Defense attorneys say they wouldn't be surprised if the Morello inquest was incomplete and one-sided. The proceedings are inherently flawed, they say, because prosecutors are allowed to present carefully selected evidence and testimony without the scrutiny of an opposing attorney's cross-examination.
Whenever a police officer's actions result in injury or death, both the police department involved and the Dade State Attorney's office undertake investigations. Dade State Attorney Janet Reno says that since 1982, inquests have been called whenever a police officer kills someone, except when the prosecutor and the police investigators agree the evidence supports the filing of criminal charges against the officer. That way, says Reno, all facts pertaining to police shootings are presented in open court, regardless of whether the State Attorney's Office levels charges, and there can be no public perception that her office is attempting to cover up police misconduct. Before 1982, the State Attorney's Office alone determined under what circumstances charges would be filed.

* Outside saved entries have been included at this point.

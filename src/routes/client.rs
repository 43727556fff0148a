use actix_web::{web, HttpResponse};
use serde::Deserialize;
use serde_json::json;

use crate::{
    error::MarketError,
    estimate::EstimateQuery,
    state::{AppState, ServerEvent},
};

#[derive(Deserialize)]
struct DescriptionForm {
    description: String,
}

#[derive(Deserialize)]
struct ProviderQuery {
    name: Option<String>,
}

pub fn configure(cfg: &mut web::ServiceConfig) {
    cfg.service(web::resource("/api/providers").route(web::get().to(list_providers)))
        .service(web::resource("/api/providers/{id}").route(web::get().to(show_provider)))
        .service(web::resource("/api/providers/{id}/select").route(web::post().to(select_provider)))
        .service(web::resource("/api/request/begin").route(web::post().to(begin_request)))
        .service(web::resource("/api/request/description").route(web::post().to(set_description)))
        .service(web::resource("/api/request/send").route(web::post().to(send_request)))
        .service(web::resource("/api/estimate").route(web::post().to(estimate)));
}

/// Providers visible from the client's location under the current filter.
/// `?name=` looks a listing up by display name instead.
async fn list_providers(
    state: web::Data<AppState>,
    query: web::Query<ProviderQuery>,
) -> Result<HttpResponse, MarketError> {
    let market = state.market.read().await;
    if let Some(name) = query.name.as_deref() {
        let provider = market
            .provider_by_name(name)
            .ok_or_else(|| MarketError::not_found("provider", name))?;
        return Ok(HttpResponse::Ok().json(vec![provider]));
    }
    Ok(HttpResponse::Ok().json(market.visible_providers()))
}

async fn show_provider(
    state: web::Data<AppState>,
    path: web::Path<String>,
) -> Result<HttpResponse, MarketError> {
    let market = state.market.read().await;
    Ok(HttpResponse::Ok().json(market.provider(&path)?))
}

async fn select_provider(
    state: web::Data<AppState>,
    path: web::Path<String>,
) -> Result<HttpResponse, MarketError> {
    let mut market = state.market.write().await;
    market.select_provider(&path)?;
    Ok(HttpResponse::Ok().json(market.session_view()))
}

async fn begin_request(state: web::Data<AppState>) -> Result<HttpResponse, MarketError> {
    let mut market = state.market.write().await;
    market.begin_request()?;
    Ok(HttpResponse::Ok().json(market.session_view()))
}

async fn set_description(
    state: web::Data<AppState>,
    form: web::Json<DescriptionForm>,
) -> Result<HttpResponse, MarketError> {
    let mut market = state.market.write().await;
    market.set_request_description(&form.description)?;
    Ok(HttpResponse::Ok().json(market.session_view()))
}

async fn send_request(state: web::Data<AppState>) -> Result<HttpResponse, MarketError> {
    let (order, chat) = {
        let mut market = state.market.write().await;
        market.send_request()?
    };
    log::info!("Order {} sent to provider {}", order.id, order.provider_id);
    state.publish(ServerEvent::from_order("order_created", &order));
    Ok(HttpResponse::Created().json(json!({ "order": order, "chat": chat })))
}

async fn estimate(
    state: web::Data<AppState>,
    query: web::Json<EstimateQuery>,
) -> Result<HttpResponse, MarketError> {
    let query = query.into_inner();
    if query.service_name.trim().is_empty() {
        return Err(MarketError::InvalidInput("service_name is required".to_string()));
    }
    let result = state.estimator.estimate(&query).await;
    Ok(HttpResponse::Ok().json(result))
}
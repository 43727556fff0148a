//! Price estimates and nearby-store hints from the Gemini REST API.

use std::time::Duration;

use serde::{Deserialize, Serialize};
use serde_json::json;

use crate::config::Config;

pub const NO_KEY_ESTIMATE: &str = "Consultar con profesional";
pub const NO_KEY_INFO: &str = "AI assistant unavailable (missing API key)";
pub const FALLBACK_ESTIMATE: &str = "A convenir";
pub const FALLBACK_INFO: &str = "Could not reach the AI assistant.";
pub const LOCATION_PROCESSED: &str = "Location processed.";

const REQUEST_TIMEOUT: Duration = Duration::from_secs(20);

#[derive(Debug, Clone, PartialEq, Serialize, Deserialize)]
pub struct Source {
    pub title: String,
    pub uri: String,
}

#[derive(Debug, Clone, Serialize)]
pub struct PriceEstimate {
    pub estimate: String,
    pub info: String,
    pub map_text: Option<String>,
    pub sources: Vec<Source>,
}

#[derive(Debug, Clone, Deserialize)]
pub struct EstimateQuery {
    pub service_name: String,
    #[serde(default)]
    pub location: String,
    #[serde(default)]
    pub description: String,
}

#[derive(Debug, thiserror::Error)]
enum GeminiError {
    #[error("request failed: {0}")]
    Http(#[from] reqwest::Error),
    #[error("upstream returned {0}")]
    Status(reqwest::StatusCode),
}

#[derive(Debug, Default, Deserialize)]
#[serde(rename_all = "camelCase")]
struct GenerateResponse {
    #[serde(default)]
    candidates: Vec<Candidate>,
}

#[derive(Debug, Default, Deserialize)]
#[serde(rename_all = "camelCase")]
struct Candidate {
    content: Option<Content>,
    grounding_metadata: Option<GroundingMetadata>,
}

#[derive(Debug, Default, Deserialize)]
struct Content {
    #[serde(default)]
    parts: Vec<Part>,
}

#[derive(Debug, Default, Deserialize)]
struct Part {
    text: Option<String>,
}

#[derive(Debug, Default, Deserialize)]
#[serde(rename_all = "camelCase")]
struct GroundingMetadata {
    #[serde(default)]
    grounding_chunks: Vec<GroundingChunk>,
}

#[derive(Debug, Default, Deserialize)]
struct GroundingChunk {
    web: Option<ChunkLink>,
    maps: Option<ChunkLink>,
}

#[derive(Debug, Default, Deserialize)]
struct ChunkLink {
    uri: Option<String>,
    title: Option<String>,
}

impl GenerateResponse {
    fn text(&self) -> Option<String> {
        let text: String = self
            .candidates
            .first()?
            .content
            .as_ref()?
            .parts
            .iter()
            .filter_map(|part| part.text.as_deref())
            .collect();
        let text = text.trim();
        (!text.is_empty()).then(|| text.to_string())
    }

    fn sources(&self) -> Vec<Source> {
        let Some(metadata) = self
            .candidates
            .first()
            .and_then(|candidate| candidate.grounding_metadata.as_ref())
        else {
            return Vec::new();
        };
        metadata
            .grounding_chunks
            .iter()
            .flat_map(|chunk| [chunk.web.as_ref(), chunk.maps.as_ref()])
            .flatten()
            .filter_map(|link| match (&link.title, &link.uri) {
                (Some(title), Some(uri)) if !title.is_empty() && !uri.is_empty() => Some(Source {
                    title: title.clone(),
                    uri: uri.clone(),
                }),
                _ => None,
            })
            .collect()
    }
}

#[derive(Clone)]
pub struct PriceEstimator {
    client: reqwest::Client,
    api_key: Option<String>,
    base_url: String,
    model: String,
}

impl PriceEstimator {
    pub fn new(config: &Config) -> Result<Self, reqwest::Error> {
        let client = reqwest::Client::builder().timeout(REQUEST_TIMEOUT).build()?;
        Ok(Self {
            client,
            api_key: config.gemini_api_key.clone(),
            base_url: config.gemini_base_url.clone(),
            model: config.gemini_model.clone(),
        })
    }

    pub fn enabled(&self) -> bool {
        self.api_key.is_some()
    }

    /// Never fails: upstream problems turn into fallback text.
    pub async fn estimate(&self, query: &EstimateQuery) -> PriceEstimate {
        let Some(api_key) = self.api_key.as_deref() else {
            return PriceEstimate {
                estimate: NO_KEY_ESTIMATE.to_string(),
                info: NO_KEY_INFO.to_string(),
                map_text: None,
                sources: Vec::new(),
            };
        };

        let estimate = match self
            .generate(api_key, &price_prompt(query), json!({ "google_search": {} }))
            .await
        {
            Ok(response) => response.text().unwrap_or_else(|| FALLBACK_ESTIMATE.to_string()),
            Err(err) => {
                log::warn!("Gemini price estimate failed: {err}");
                FALLBACK_ESTIMATE.to_string()
            }
        };

        match self
            .generate(api_key, &maps_prompt(query), json!({ "google_maps": {} }))
            .await
        {
            Ok(response) => {
                let map_text = response.text();
                PriceEstimate {
                    estimate,
                    info: map_text
                        .clone()
                        .unwrap_or_else(|| LOCATION_PROCESSED.to_string()),
                    sources: response.sources(),
                    map_text,
                }
            }
            Err(err) => {
                log::warn!("Gemini maps lookup failed: {err}");
                PriceEstimate {
                    estimate,
                    info: FALLBACK_INFO.to_string(),
                    map_text: None,
                    sources: Vec::new(),
                }
            }
        }
    }

    async fn generate(
        &self,
        api_key: &str,
        prompt: &str,
        tool: serde_json::Value,
    ) -> Result<GenerateResponse, GeminiError> {
        let url = format!(
            "{}/v1beta/models/{}:generateContent",
            self.base_url, self.model
        );
        let body = json!({
            "contents": [{ "parts": [{ "text": prompt }] }],
            "tools": [tool],
        });
        let response = self
            .client
            .post(url)
            .header("x-goog-api-key", api_key)
            .json(&body)
            .send()
            .await?;
        if !response.status().is_success() {
            return Err(GeminiError::Status(response.status()));
        }
        Ok(response.json::<GenerateResponse>().await?)
    }
}

fn price_prompt(query: &EstimateQuery) -> String {
    format!(
        "Soy un usuario en Argentina, {location}. Necesito un servicio de {service}.\n\
         El problema es: \"{description}\".\n\
         Busca precios actuales de mano de obra en Argentina para esto.\n\
         Dame UNICAMENTE un rango de precios estimado en Pesos Argentinos (ARS).\n\
         Sé breve. Ejemplo: \"$15.000 - $30.000 ARS\".",
        location = query.location,
        service = query.service_name,
        description = query.description,
    )
}

fn maps_prompt(query: &EstimateQuery) -> String {
    format!(
        "El usuario está en: {location}.\n\
         Verifica si esta ubicación existe en Argentina.\n\
         Lista 2 ferreterías o tiendas de materiales cercanas que podrían servir para un trabajo de {service}.\n\
         Formato breve en español.",
        location = query.location,
        service = query.service_name,
    )
}
use actix_files::Files;
use actix_web::{middleware, web, App, HttpServer};

use handy2go::{build_state, config::Config, routes, tracking};

#[actix_web::main]
async fn main() -> std::io::Result<()> {
    if let Err(err) = run().await {
        eprintln!("Startup error: {err}");
        std::process::exit(1);
    }
    Ok(())
}

async fn run() -> Result<(), Box<dyn std::error::Error>> {
    env_logger::Builder::from_env(env_logger::Env::default().default_filter_or("info"))
        .init();

    let config = Config::from_env();
    let state = build_state(&config)?;
    if !config.seed_demo {
        log::warn!("SEED_DEMO disabled; starting with an empty marketplace");
    }

    actix_web::rt::spawn(tracking::run(state.clone(), config.tracking_tick));

    let address = config.address();
    log::info!("Starting Handy2Go on http://{address}");

    HttpServer::new(move || {
        App::new()
            .app_data(web::Data::new(state.clone()))
            .wrap(middleware::Logger::default())
            .service(Files::new("/static", "./static").prefer_utf8(true))
            .configure(routes::configure)
    })
    .bind(address)?
    .run()
    .await?;

    Ok(())
}
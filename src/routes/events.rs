use actix_web::{http::header, web, HttpResponse};
use tokio_stream::wrappers::BroadcastStream;
use tokio_stream::StreamExt;

use crate::state::{AppState, ServerEvent};

pub fn configure(cfg: &mut web::ServiceConfig) {
    cfg.service(web::resource("/events").route(web::get().to(stream_events)))
        .service(web::resource("/orders/{id}/events").route(web::get().to(stream_order_events)));
}

async fn stream_events(state: web::Data<AppState>) -> HttpResponse {
    let rx = state.events.subscribe();
    let stream = BroadcastStream::new(rx).filter_map(|result| match result {
        Ok(event) => Some(Ok::<web::Bytes, actix_web::Error>(event_to_bytes(&event))),
        Err(_) => None,
    });

    sse_response(stream)
}

/// Status and tracking updates for a single order.
async fn stream_order_events(
    state: web::Data<AppState>,
    path: web::Path<String>,
) -> HttpResponse {
    let order_id = path.into_inner();
    let rx = state.events.subscribe();
    let stream = BroadcastStream::new(rx).filter_map(move |result| {
        let event = result.ok()?;
        if event.order_id.as_deref() != Some(order_id.as_str()) {
            return None;
        }
        Some(Ok::<web::Bytes, actix_web::Error>(event_to_bytes(&event)))
    });

    sse_response(stream)
}

fn sse_response<S>(stream: S) -> HttpResponse
where
    S: tokio_stream::Stream<Item = Result<web::Bytes, actix_web::Error>> + 'static,
{
    HttpResponse::Ok()
        .insert_header((header::CONTENT_TYPE, "text/event-stream"))
        .insert_header((header::CACHE_CONTROL, "no-cache"))
        .streaming(stream)
}

pub fn event_to_bytes(event: &ServerEvent) -> web::Bytes {
    let payload = serde_json::to_string(event).unwrap_or_else(|_| "{}".to_string());
    web::Bytes::from(format!("event: update\ndata: {}\n\n", payload))
}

In the past ten years approximately 74 inquests have been held in Dade County, according to records at the State Attorney's Office. In 73 of those cases, police officers were cleared of wrongdoing. Only once did records indicate that an inquest resulted in a police officer being charged with a crime.
Obviously, police officers are often justified in using deadly force, Weiner says. "But in other cases, there are serious questions regarding police conduct which need to be raised, and the inquest is hardly the place they are raised in a meaningful way."
For one thing, says the defense lawyer, at an inquest a prosecutor is permitted to ask leading questions, to introduce unsubstantiated hearsay, and to decide which bits of information to stress as being significant and which to downplay as trivial. Also the prosecutor can control which witnesses are called and who is given immunity to testify. This means prosecutors are able to steer the judge toward a decision that clears the police officer. In the absence of a defense lawyer, it is entirely up to the judge to challenge a prosecutor's assertions.
Despite the ongoing working relationship between prosecutors and police officers, prosecutors presenting evidence at an inquest are trusted to be objective, impartial observers who merely deliver the facts of the case. Gary Rosenberg, the assistant state attorney who presented the evidence in the Morello inquest, says the relationship doesn't present a conflict. "I don't see any conflict at all," he says. "This office prosecutes police officers all the time."
Because the decision rendered is not binding, inquests aren't subject to appeal. State Attorney Janet Reno says that if the Morello family knows of any new information, her office is free to revisit the case. "If they have any additional evidence to present," Reno says, "please let us know. We can always reopen it.